Personnes manifestant contre les émeutes et pillages à Madagascar

Alors qu’on est en ce moment en train de traverser une grave période de crise sociopolitique à Madagascar, je voudrais décrire la place occupée par les outils médias collaboratifs et participatifs dans l’exploitation des diverses informations concernant les troubles au pays.

Force est de constater que le web 2.0 est au cœur de l’actualité malgache. Personnellement, j’ai commencé à couvrir les évènements se déroulant à Madagascar sur Twitter alors que l’atmosphère politique locale commençait à être tendue. Les chiffres parlent d’elles-mêmes : en l’espace de 48 heures, depuis le début des émeutes à Antananarivo, près de 40 nouveaux suiveurs sur Twitter. Une communauté de Tweeterers se forme et la twittosphère malgache se mobilise pour assurer un maximum de couverture de l’évolution de l’agitation sur place. La forte affluence sur Twitter, avec des profils de suiveurs des plus variés (medias internationaux, diaspora malgache, ou simple citoyen du monde), témoignent le vif intérêt de la situation prévalant dans la grande île, étant donné que Madagascar a fait la une de l’actualité mondiale depuis ces dernières 78 heures.

La blogosphère malgache se mobilise également.

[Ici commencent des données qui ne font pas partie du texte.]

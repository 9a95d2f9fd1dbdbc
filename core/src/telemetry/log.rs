use log::{debug, info, warn};

/// Thin handle over the `log` facade bound to one component target, so
/// `RUST_LOG=ewcore::catalog=debug` selects a single component.
#[derive(Debug, Clone, Copy)]
pub struct LogManager {
    target: &'static str,
}

impl LogManager {
    pub const fn new(target: &'static str) -> Self {
        Self { target }
    }

    pub fn target(&self) -> &'static str {
        self.target
    }

    pub fn record(&self, message: &str) {
        info!(target: self.target, "{}", message);
    }

    pub fn debug(&self, message: &str) {
        debug!(target: self.target, "{}", message);
    }

    pub fn warn(&self, message: &str) {
        warn!(target: self.target, "{}", message);
    }
}

impl Default for LogManager {
    fn default() -> Self {
        Self::new("ewcore")
    }
}

#[cfg(test)]
mod tests {
    use super::*;

    #[test]
    fn default_target_is_the_crate() {
        assert_eq!(LogManager::default().target(), "ewcore");
        assert_eq!(LogManager::new("ewcore::pattern").target(), "ewcore::pattern");
    }
}
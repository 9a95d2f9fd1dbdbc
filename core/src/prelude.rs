use serde::Serialize;

/// Reason a formula could not produce a number for the given inputs.
///
/// This is the typed replacement for the "undefined result" float used by
/// hosts: a formula either returns a finite value or one of these, and never
/// panics on ordinary out-of-domain input.
#[derive(thiserror::Error, Debug, Clone, Copy, PartialEq, Serialize)]
#[serde(tag = "kind", rename_all = "snake_case")]
pub enum DomainError {
    #[error("{quantity} must be positive (got {value})")]
    NotPositive { quantity: &'static str, value: f64 },
    #[error("{quantity} must not be negative (got {value})")]
    Negative { quantity: &'static str, value: f64 },
    #[error("{quantity} is not a number")]
    NotANumber { quantity: &'static str },
    #[error("{quantity} = {value} is outside the valid range {min}..{max}")]
    OutOfRange {
        quantity: &'static str,
        value: f64,
        min: f64,
        max: f64,
    },
    #[error("{formula} produced a non-finite result")]
    NonFinite { formula: &'static str },
}

pub type FormulaResult<T = f64> = Result<T, DomainError>;

/// Rejects NaN; every other value (including infinities) passes.
pub fn require_number(quantity: &'static str, value: f64) -> FormulaResult {
    if value.is_nan() {
        Err(DomainError::NotANumber { quantity })
    } else {
        Ok(value)
    }
}

/// Accepts strictly positive values only.
pub fn require_positive(quantity: &'static str, value: f64) -> FormulaResult {
    let value = require_number(quantity, value)?;
    if value > 0.0 {
        Ok(value)
    } else {
        Err(DomainError::NotPositive { quantity, value })
    }
}

/// Accepts zero and positive values.
pub fn require_non_negative(quantity: &'static str, value: f64) -> FormulaResult {
    let value = require_number(quantity, value)?;
    if value >= 0.0 {
        Ok(value)
    } else {
        Err(DomainError::Negative { quantity, value })
    }
}

/// Accepts values strictly inside `(min, max)`.
pub fn require_open_range(quantity: &'static str, value: f64, min: f64, max: f64) -> FormulaResult {
    let value = require_number(quantity, value)?;
    if value > min && value < max {
        Ok(value)
    } else {
        Err(DomainError::OutOfRange {
            quantity,
            value,
            min,
            max,
        })
    }
}

/// Final guard applied to every computed value.
pub fn finite(formula: &'static str, value: f64) -> FormulaResult {
    if value.is_finite() {
        Ok(value)
    } else {
        Err(DomainError::NonFinite { formula })
    }
}

/// Collapses a result back into the float convention (`NaN` when undefined).
pub fn or_nan(result: FormulaResult) -> f64 {
    result.unwrap_or(f64::NAN)
}

#[cfg(test)]
mod tests {
    use super::*;

    #[test]
    fn positive_guard_rejects_zero_negative_and_nan() {
        assert!(require_positive("range_km", 0.0).is_err());
        assert!(require_positive("range_km", -1.0).is_err());
        assert_eq!(
            require_positive("range_km", f64::NAN),
            Err(DomainError::NotANumber {
                quantity: "range_km"
            })
        );
        assert_eq!(require_positive("range_km", 2.5), Ok(2.5));
    }

    #[test]
    fn non_negative_guard_accepts_zero() {
        assert_eq!(require_non_negative("height_m", 0.0), Ok(0.0));
        assert!(matches!(
            require_non_negative("height_m", -0.1),
            Err(DomainError::Negative { .. })
        ));
    }

    #[test]
    fn open_range_excludes_bounds() {
        assert!(require_open_range("v", 0.0, 0.0, 2.4).is_err());
        assert!(require_open_range("v", 2.4, 0.0, 2.4).is_err());
        assert_eq!(require_open_range("v", 1.0, 0.0, 2.4), Ok(1.0));
    }

    #[test]
    fn non_finite_results_collapse_to_nan() {
        assert!(finite("fspl", f64::INFINITY).is_err());
        assert!(or_nan(finite("fspl", f64::NAN)).is_nan());
        assert_eq!(or_nan(Ok(3.0)), 3.0);
    }

    #[test]
    fn domain_error_messages_name_the_quantity() {
        let err = require_positive("freq_ghz", -1.0).unwrap_err();
        assert_eq!(err.to_string(), "freq_ghz must be positive (got -1)");
    }
}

Je félicite ainsi le travail des bloggeurs malgaches qui essaient de relayer les informations au pays. Une multitude de blogs gasy analysent parfaitement les agitations politiques à Madagascar, avec un rendu qui ferait pâlir certains professionnels de la presse internationale…

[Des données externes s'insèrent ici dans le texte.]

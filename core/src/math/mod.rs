pub mod decibel;
pub mod grid;

pub use decibel::DecibelHelper;
pub use grid::GridHelper;
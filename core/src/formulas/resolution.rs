use crate::formulas::C0;
use crate::prelude::{finite, require_non_negative, require_positive, FormulaResult};

/// Range resolution of an unmodulated pulse, m.
pub fn range_resolution_m(pulse_width_us: f64) -> FormulaResult {
    let tau = require_positive("pulse_width_us", pulse_width_us)?;
    finite("range_resolution_m", C0 * (tau * 1e-6) / 2.0)
}

/// Range resolution of a chirp or FMCW waveform of swept bandwidth, m.
pub fn bandwidth_resolution_m(bandwidth_mhz: f64) -> FormulaResult {
    let bandwidth = require_positive("bandwidth_mhz", bandwidth_mhz)?;
    finite("bandwidth_resolution_m", C0 / (2.0 * bandwidth * 1e6))
}

/// Cross-range extent resolved by a beam at range, m.
pub fn angular_resolution_m(range_km: f64, beamwidth_deg: f64) -> FormulaResult {
    let range_km = require_non_negative("range_km", range_km)?;
    let beamwidth = require_positive("beamwidth_deg", beamwidth_deg)?;
    finite("angular_resolution_m", range_km * 1000.0 * beamwidth.to_radians())
}

/// Pulse (resolution cell) volume `R²·θaz·θel·c0·τ/8`, m³.
pub fn resolution_cell_volume_m3(
    range_km: f64,
    beamwidth_az_deg: f64,
    beamwidth_el_deg: f64,
    pulse_width_us: f64,
) -> FormulaResult {
    let range_km = require_non_negative("range_km", range_km)?;
    let az = require_positive("beamwidth_az_deg", beamwidth_az_deg)?;
    let el = require_positive("beamwidth_el_deg", beamwidth_el_deg)?;
    let tau = require_non_negative("pulse_width_us", pulse_width_us)?;
    let r_m = range_km * 1000.0;
    let volume = r_m.powi(2) * az.to_radians() * el.to_radians() * C0 * (tau * 1e-6) / 8.0;
    finite("resolution_cell_volume_m3", volume)
}
use anyhow::Context;
use clap::{Parser, Subcommand};
use ewcore::pattern::AntennaArchetype;
use report::model::SurfaceExport;
use report::render::{render_catalog, render_evaluation, render_pattern, render_worksheet};
use std::fs::{self, OpenOptions};
use std::io::Write;
use std::path::{Path, PathBuf};
use workflow::config::{parse_request, PatternRequest, WorksheetConfig};
use workflow::runner::Runner;

mod report;
mod workflow;

#[derive(Parser)]
#[command(author, version, about = "Radar and EW reference calculator")]
struct Args {
    #[command(subcommand)]
    command: Command,
}

#[derive(Subcommand)]
enum Command {
    /// List formulas and antenna archetypes
    List,
    /// Evaluate one formula from name=value inputs
    Eval {
        formula: String,
        inputs: Vec<String>,
        #[arg(long, default_value_t = 2)]
        decimals: usize,
        #[arg(long, default_value_t = false)]
        json: bool,
    },
    /// Evaluate every formula and pattern in a YAML worksheet
    Worksheet {
        path: PathBuf,
        #[arg(long, default_value_t = false)]
        json: bool,
        /// Append the text report to this file
        #[arg(long)]
        report: Option<PathBuf>,
    },
    /// Synthesize an antenna pattern
    Pattern {
        #[arg(long)]
        antenna: AntennaArchetype,
        #[arg(long)]
        freq_ghz: f64,
        #[arg(long)]
        aperture_m: Option<f64>,
        #[arg(long, default_value_t = 8)]
        elements: u32,
        #[arg(long, default_value_t = 10.0)]
        front_back_db: f64,
        #[arg(long, default_value_t = false)]
        json: bool,
        /// Write the Cartesian surface as JSON
        #[arg(long)]
        output: Option<PathBuf>,
    },
}

fn append_report(path: &Path, text: &str) -> anyhow::Result<()> {
    if let Some(parent) = path.parent() {
        fs::create_dir_all(parent).with_context(|| format!("creating {}", parent.display()))?;
    }
    let mut file = OpenOptions::new()
        .create(true)
        .append(true)
        .open(path)
        .with_context(|| format!("opening report {}", path.display()))?;
    file.write_all(text.as_bytes())
        .with_context(|| format!("writing report {}", path.display()))?;
    log::info!("appended report to {}", path.display());
    Ok(())
}

/// Writes the surface as JSON. Returns `false`, with a warning, when the
/// pattern could not be synthesized and there is nothing to write.
fn write_surface(path: &Path, surface: Option<&SurfaceExport>) -> anyhow::Result<bool> {
    let Some(surface) = surface else {
        log::warn!(
            "pattern was not synthesized; surface {} not written",
            path.display()
        );
        return Ok(false);
    };
    let contents = serde_json::to_string(surface).context("serializing pattern surface")?;
    fs::write(path, contents).with_context(|| format!("writing surface {}", path.display()))?;
    Ok(true)
}

fn main() -> anyhow::Result<()> {
    env_logger::init();
    let args = Args::parse();

    match args.command {
        Command::List => print!("{}", render_catalog()),
        Command::Eval {
            formula,
            inputs,
            decimals,
            json,
        } => {
            let request = parse_request(&formula, &inputs)?;
            let runner = Runner::new(WorksheetConfig::from_request(request));
            for evaluation in runner.evaluate_formulas() {
                if json {
                    println!("{}", serde_json::to_string_pretty(&evaluation)?);
                } else {
                    println!("{}", render_evaluation(&evaluation, decimals));
                }
            }
        }
        Command::Worksheet { path, json, report } => {
            let config = WorksheetConfig::load(&path)?;
            let decimals = config.decimals;
            let result = Runner::new(config).execute();
            let text = render_worksheet(&result, decimals);
            if json {
                println!("{}", serde_json::to_string_pretty(&result)?);
            } else {
                print!("{}", text);
            }
            if let Some(report_path) = report {
                append_report(&report_path, &text)?;
            }
        }
        Command::Pattern {
            antenna,
            freq_ghz,
            aperture_m,
            elements,
            front_back_db,
            json,
            output,
        } => {
            let mut request = PatternRequest::new(antenna, freq_ghz);
            request.aperture_m = aperture_m;
            request.element_count = elements;
            request.front_back_db = front_back_db;
            let runner = Runner::new(WorksheetConfig::from_pattern(request.clone()));
            let (summary, surface) = runner.summarize(&request);
            if json {
                println!("{}", serde_json::to_string_pretty(&summary)?);
            } else {
                println!("{}", render_pattern(&summary, runner.config().decimals));
            }
            if let Some(path) = output {
                write_surface(&path, surface.as_ref())?;
            }
        }
    }

    Ok(())
}
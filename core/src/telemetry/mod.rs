pub mod log;
pub mod metrics;

pub use self::log::LogManager;
pub use self::metrics::{Metrics, MetricsRecorder};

Grâce à l’avènement du web 2.0, on peut alors rester connecter avec les évènements en direct de Madagascar (une chose qui n’aurait pas encore été possible pour la couverture de la crise politique de 2002 à Madagascar). Les photos et vidéos prises en amateur (FlickR, YouTube…) abondent tellement que moi-même j’aurai tendance à m’y perdre…

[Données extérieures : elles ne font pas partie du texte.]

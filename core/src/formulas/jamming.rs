use std::f64::consts::PI;

use serde::Serialize;

use crate::math::DecibelHelper;
use crate::prelude::{finite, require_number, require_positive, FormulaResult};

/// Intermediate dB terms of the self-protection burn-through estimate.
#[derive(Debug, Clone, Copy, PartialEq, Serialize)]
pub struct BurnThroughBudget {
    /// `Pt + 2·Gt + σ + λ²`, dB.
    pub numerator_db: f64,
    /// `Pj + Gj + (4π)² + J/S`, dB.
    pub denominator_db: f64,
    /// Quarter of the difference: S/J follows an inverse fourth-power law.
    pub range_db: f64,
    pub range_km: f64,
}

pub fn burn_through_budget(
    tx_power_w: f64,
    tx_gain_dbi: f64,
    jammer_power_w: f64,
    jammer_gain_dbi: f64,
    wavelength_m: f64,
    rcs_m2: f64,
    desired_js_db: f64,
) -> FormulaResult<BurnThroughBudget> {
    let tx_power_w = require_positive("tx_power_w", tx_power_w)?;
    let jammer_power_w = require_positive("jammer_power_w", jammer_power_w)?;
    let wavelength_m = require_positive("wavelength_m", wavelength_m)?;
    let rcs_m2 = require_positive("rcs_m2", rcs_m2)?;
    let tx_gain_dbi = require_number("tx_gain_dbi", tx_gain_dbi)?;
    let jammer_gain_dbi = require_number("jammer_gain_dbi", jammer_gain_dbi)?;
    let desired_js_db = require_number("desired_js_db", desired_js_db)?;

    let numerator_db = DecibelHelper::power_db(tx_power_w)
        + 2.0 * tx_gain_dbi
        + DecibelHelper::power_db(rcs_m2)
        + DecibelHelper::field_db(wavelength_m);
    let denominator_db = DecibelHelper::power_db(jammer_power_w)
        + jammer_gain_dbi
        + DecibelHelper::field_db(4.0 * PI)
        + desired_js_db;
    let range_db = 0.25 * (numerator_db - denominator_db);
    let range_km = finite("burn_through_range_km", 10f64.powf(range_db) / 1000.0)?;

    Ok(BurnThroughBudget {
        numerator_db,
        denominator_db,
        range_db,
        range_km,
    })
}

/// Range at which the radar echo overcomes self-protection jamming by the
/// desired margin, km.
pub fn burn_through_range_km(
    tx_power_w: f64,
    tx_gain_dbi: f64,
    jammer_power_w: f64,
    jammer_gain_dbi: f64,
    wavelength_m: f64,
    rcs_m2: f64,
    desired_js_db: f64,
) -> FormulaResult {
    burn_through_budget(
        tx_power_w,
        tx_gain_dbi,
        jammer_power_w,
        jammer_gain_dbi,
        wavelength_m,
        rcs_m2,
        desired_js_db,
    )
    .map(|budget| budget.range_km)
}

/// J/S for support (stand-off) jamming into the radar sidelobes, dB.
///
/// ERPs are in watts, ranges in km and the carrier in MHz; the 11 dB term
/// carries the remaining constants of the ratio.
pub fn support_jamming_js_db(
    erp_jammer_w: f64,
    erp_target_w: f64,
    mainlobe_gain_dbi: f64,
    sidelobe_gain_dbi: f64,
    range_target_km: f64,
    range_jammer_km: f64,
    freq_mhz: f64,
) -> FormulaResult {
    let erp_j = require_positive("erp_jammer_w", erp_jammer_w)?;
    let erp_t = require_positive("erp_target_w", erp_target_w)?;
    let range_t = require_positive("range_target_km", range_target_km)?;
    let range_j = require_positive("range_jammer_km", range_jammer_km)?;
    let freq_mhz = require_positive("freq_mhz", freq_mhz)?;
    let g_main = require_number("mainlobe_gain_dbi", mainlobe_gain_dbi)?;
    let g_side = require_number("sidelobe_gain_dbi", sidelobe_gain_dbi)?;

    let js = DecibelHelper::watts_to_dbw(erp_j) - DecibelHelper::watts_to_dbw(erp_t)
        + 11.0
        + g_main
        - g_side
        + 40.0 * range_t.log10()
        - DecibelHelper::field_db(range_j)
        - DecibelHelper::power_db(freq_mhz);
    finite("support_jamming_js_db", js)
}

#[cfg(test)]
mod tests {
    use super::*;
    use approx::assert_abs_diff_eq;

    #[test]
    fn burn_through_intermediates() {
        let budget = burn_through_budget(5000.0, 32.0, 1000.0, 10.0, 0.03, 1.0, 0.0).unwrap();
        assert_abs_diff_eq!(budget.numerator_db, 70.53212513775344, epsilon = 1e-9);
        assert_abs_diff_eq!(budget.denominator_db, 61.984197280441926, epsilon = 1e-9);
        assert_abs_diff_eq!(budget.range_db, 2.1369819643278785, epsilon = 1e-9);
        assert_abs_diff_eq!(budget.range_km, 0.13708248364508097, epsilon = 1e-12);
    }

    #[test]
    fn more_jamming_margin_shortens_burn_through() {
        let base = burn_through_range_km(5000.0, 32.0, 1000.0, 10.0, 0.03, 1.0, 0.0).unwrap();
        let harder = burn_through_range_km(5000.0, 32.0, 1000.0, 10.0, 0.03, 1.0, 4.0).unwrap();
        assert_abs_diff_eq!(base / harder, 10f64.powf(0.1), epsilon = 1e-9);
    }

    #[test]
    fn burn_through_guards() {
        assert!(burn_through_range_km(0.0, 32.0, 1000.0, 10.0, 0.03, 1.0, 0.0).is_err());
        assert!(burn_through_range_km(5000.0, 32.0, 0.0, 10.0, 0.03, 1.0, 0.0).is_err());
        assert!(burn_through_range_km(5000.0, 32.0, 1000.0, 10.0, 0.0, 1.0, 0.0).is_err());
        assert!(burn_through_range_km(5000.0, 32.0, 1000.0, 10.0, 0.03, 0.0, 0.0).is_err());
    }

    #[test]
    fn support_jamming_reference_value() {
        let js = support_jamming_js_db(10000.0, 50.0, 30.0, 0.0, 100.0, 50.0, 3000.0).unwrap();
        assert_abs_diff_eq!(js, 75.25968732272281, epsilon = 1e-9);
        assert!(support_jamming_js_db(10000.0, 50.0, 30.0, 0.0, 100.0, 0.0, 3000.0).is_err());
    }
}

Soulignons aussi le rôle prépondérant des réseaux sociaux, en particulier Facebook qui connait une croissance exponentielle au niveau de la communauté malgache au pays et dans sa diaspora (sujet d’un de mon dernier post), sans quoi les échanges d’informations sur la situation au pays seraient une tâche ardument difficile et la mobilisation de l’opinion quasiment inexistante (je fais allusion à tous ces groupes de convictions politiques ou apolitiques appelant à la mobilisation et la responsabilité de tout un chacun dans la résolution de la crise actuelle).

En un mot, les internautes malgaches commencent à prendre conscience de l’importance de ce média dans la transmission d’information, de son rôle afin d’alerter l’opinion publique et aider les décideurs dans leur prise de décision (il y a une certaine redondance je sais).